-- WHAT YOU SHOULD DO --
Wherever a line in the records contains the word "String", return that line.

─── RECORDS TO USE ───

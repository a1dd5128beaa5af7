use std::fmt::{self, Display};

pub use annotate_snippets::Renderer;
use annotate_snippets::{Level, Snippet};
pub use text_size::TextRange;

#[derive(Clone, Copy, Debug, Eq, Hash, PartialEq, PartialOrd, Ord)]
pub enum Severity {
    Error,
    Warning,
    Hint,
}

impl Severity {
    fn level(self) -> Level {
        match self {
            Self::Error => Level::Error,
            Self::Warning => Level::Warning,
            Self::Hint => Level::Help,
        }
    }
}

impl Display for Severity {
    fn fmt(&self, f: &mut fmt::Formatter<'_>) -> fmt::Result {
        let text = match self {
            Self::Error => "error",
            Self::Warning => "warning",
            Self::Hint => "hint",
        };
        f.write_str(text)
    }
}

/// A diagnostic anchored to a range of the source text.
#[derive(Clone, Debug, Eq, PartialEq)]
pub struct Diagnostic {
    code: Option<&'static str>,
    message: String,
    range: TextRange,
    severity: Severity,
}

impl Diagnostic {
    pub fn new(severity: Severity, message: impl Into<String>, range: TextRange) -> Self {
        Self { code: None, message: message.into(), range, severity }
    }

    pub fn error(message: impl Into<String>, range: TextRange) -> Self {
        Self::new(Severity::Error, message, range)
    }

    pub fn warning(message: impl Into<String>, range: TextRange) -> Self {
        Self::new(Severity::Warning, message, range)
    }

    #[must_use]
    pub fn with_code(mut self, code: &'static str) -> Self {
        self.code = Some(code);
        self
    }

    pub fn code(&self) -> Option<&'static str> {
        self.code
    }

    pub fn message(&self) -> &str {
        &self.message
    }

    pub fn range(&self) -> TextRange {
        self.range
    }

    pub fn severity(&self) -> Severity {
        self.severity
    }

    pub fn render<'a>(
        &'a self,
        renderer: &'a Renderer,
        path: &'a str,
        text: &'a str,
    ) -> impl Display + 'a {
        let level = self.severity.level();
        let mut message = level.title(&self.message);
        if let Some(code) = self.code {
            message = message.id(code);
        }
        let message = message.snippet(
            Snippet::source(text)
                .origin(path)
                .annotation(level.span(self.range.into()).label("here"))
                .fold(true),
        );
        renderer.render(message)
    }
}

impl Display for Diagnostic {
    fn fmt(&self, f: &mut fmt::Formatter<'_>) -> fmt::Result {
        match self.code {
            Some(code) => write!(f, "{}[{code}] {:?}: {}", self.severity, self.range, self.message),
            None => write!(f, "{} {:?}: {}", self.severity, self.range, self.message),
        }
    }
}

───

-- SOLUTION FOR THIS EXERCISE --
    message: String,
    pub fn new(severity: Severity, message: impl Into<String>, range: TextRange) -> Self {
    pub fn error(message: impl Into<String>, range: TextRange) -> Self {
    pub fn warning(message: impl Into<String>, range: TextRange) -> Self {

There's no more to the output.